- Directed by: Shmuel Hoffman
- Written by: Asher Crispe Harry Moskoff Layla O'Shea
- Produced by: Harry Moskoff
- Starring: Katy Castaldi Pascal Yen-Pfister Ayden Crispe
- Cinematography: Shmuel Hoffman
- Edited by: Asher Cryspe
- Music by: Infected Mushrooms Tilo Schmalenberg Ween
- Production companies: Moskoff-Media Hoffman Productions
- Distributed by: Moskoff Media, Ltd.
- Release dates: January 1, 2013 (limited); May 7, 2013 (Monaco Charity Film Festival);
- Running time: 32 minutes
- Countries: Israel United States
- Language: English

= The A.R.K. Report =

The A.R.K. Report – Secret for the Century is a 2013 action-adventure science fiction short film and television pilot produced by Canadian-Israeli research professor, Harry Moskoff and directed by Shmuel Hoffman.
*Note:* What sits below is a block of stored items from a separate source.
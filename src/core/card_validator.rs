//! Structural card validation
//!
//! Pure functions that check a card number and CVV before any account lock is
//! taken. Validation is structural only: a number that passes is well-formed,
//! not necessarily a real payment instrument.

use crate::types::CardValidationError;

/// Number of digits in an accepted card number
pub const CARD_NUMBER_LENGTH: usize = 16;

/// Validate a card number and return it normalized
///
/// Whitespace anywhere in the input is ignored (`"4111 1111 1111 1111"` is
/// accepted).
///
/// # Errors
///
/// Checks run in this order:
/// - `InvalidLength` unless the input holds exactly 16 digits
/// - `NonNumeric` if any non-digit, non-whitespace character remains
/// - `ChecksumFailed` if the Luhn checksum does not hold
pub fn validate_card_number(input: &str) -> Result<String, CardValidationError> {
    let stripped: String = input.chars().filter(|c| !c.is_whitespace()).collect();

    let digit_count = stripped.chars().filter(|c| c.is_ascii_digit()).count();
    if digit_count != CARD_NUMBER_LENGTH {
        return Err(CardValidationError::InvalidLength);
    }
    if stripped.len() != digit_count {
        return Err(CardValidationError::NonNumeric);
    }
    if !luhn_valid(&stripped) {
        return Err(CardValidationError::ChecksumFailed);
    }

    Ok(stripped)
}

/// Validate a CVV and return it trimmed
///
/// # Errors
///
/// - `InvalidLength` unless the input is 3 or 4 characters long
/// - `NonNumeric` if any of those characters is not a digit
pub fn validate_cvv(input: &str) -> Result<String, CardValidationError> {
    let trimmed = input.trim();
    let length = trimmed.chars().count();
    if !(3..=4).contains(&length) {
        return Err(CardValidationError::InvalidLength);
    }
    if !trimmed.chars().all(|c| c.is_ascii_digit()) {
        return Err(CardValidationError::NonNumeric);
    }
    Ok(trimmed.to_string())
}

/// Last four digits of a normalized card number
pub fn last_four(normalized: &str) -> String {
    let start = normalized.len().saturating_sub(4);
    normalized[start..].to_string()
}

/// Luhn checksum over an all-digit string
fn luhn_valid(digits: &str) -> bool {
    luhn_sum(digits.bytes().rev().map(|b| u32::from(b - b'0')), false) % 10 == 0
}

// Sums digits from the right; `double_first` doubles the rightmost digit
fn luhn_sum(digits_from_right: impl Iterator<Item = u32>, double_first: bool) -> u32 {
    digits_from_right
        .enumerate()
        .map(|(i, digit)| {
            let doubled = (i % 2 == 1) != double_first;
            if doubled {
                let d = digit * 2;
                if d > 9 {
                    d - 9
                } else {
                    d
                }
            } else {
                digit
            }
        })
        .sum()
}

/// Compute the Luhn check digit to append to an all-digit payload
///
/// Used to build valid numbers for fixtures and tests.
pub fn luhn_check_digit(payload: &str) -> Option<u32> {
    if payload.is_empty() || !payload.bytes().all(|b| b.is_ascii_digit()) {
        return None;
    }
    let sum = luhn_sum(payload.bytes().rev().map(|b| u32::from(b - b'0')), true);
    Some((10 - sum % 10) % 10)
}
The lead actress is Katy Castaldi who plays Karmi. The lead actor is Pascal Yen-Pfister who plays Roth.

== Plot ==
The film takes place in a dystopian future, and follows a young woman (Karmi) who stumbles across her personal destiny as the only one who can find the ancient Ark of the Covenant and keep it out of the hands of those that want to use it for evil. The opening and closing documentary-style segments comprise a unique cinematic feature intended to synthesize real-life threats within the fictitious storyline. All scenes that are depicted in the future are filmed in black and white while scenes which take place in the present are shown in color.

The film begins with Karmi being approached by Roth, a special agent for a secret government agency that is seeking to discover the location of the ancient Ark of the Covenant in order to use it to battle the evil Naarym children's army. Roth, running from Teemah, lead operative of the child army, brings Karmi with him on a secret quest to return the fabled ARK to its proper place, both literally and figuratively, i.e. to find the ARK within one's self. Karmi is one of the few remaining Nehoks who can return the Ark to its proper location on the hidden mountain. If the Ark is to fall into the hands of Teemah (played by supporting actress, Ayden Crispe) and her evil children's army, it would spell doom for mankind. Led by her mysterious mentor, Karmi confronts herself as she climbs the 4 levels of Earth, Wind, Fire, etc. Ultimately, Roth transports Karmi into the future where she is successful in locating the Ark. But then the agents of the Naarym army seize the Ark to use it for their diabolical purposes.

With no alternative, Roth is forced to return Karmi to the previous era. But he gives her a mission. On her own, using the ancient code book ('The ARK Report') entrusted to her by Roth, she must locate the Ark and return it to its proper place. Once there, the Ark is portrayed as being the catalyst that will ultimately harbor in a new era of peace and prosperity for all of humanity.

== Background ==
The film is based on extensive research of Moskoff to discover the location of the Ark of the Covenant. He is convinced that the Ark is buried underneath the Temple Mount in Jerusalem but is not under the Dome of the Rock, as is commonly conjectured. Moskoff also discounts other hypotheses that suggest that the Ark is in the Vatican or Ethiopia. Moskoff's thesis is following that of the 12th century Jewish codifier, Maimonides and substantiated by the British engineer and archaeologist, Sir Charles Warren, amongst others. In 2010, Moskoff produced a short documentary based on his research, entitled The Soul of Mount Moriah.

== Development ==
The A.R.K. Report was filmed in October 2012 in the Old City of Jerusalem as well as in Allentown in Pennsylvania. It contains some similarity to the 1981 Steven Spielberg movie, Raiders of the Lost Ark.

== Accolades ==
The A.R.K. Report film won the Gold Remi Award at the prestigious Worldfest International Film Festival in Houston Texas in April 2013. It was also selected for the Monaco International Film Festival during the second week of May 2013 in Monaco.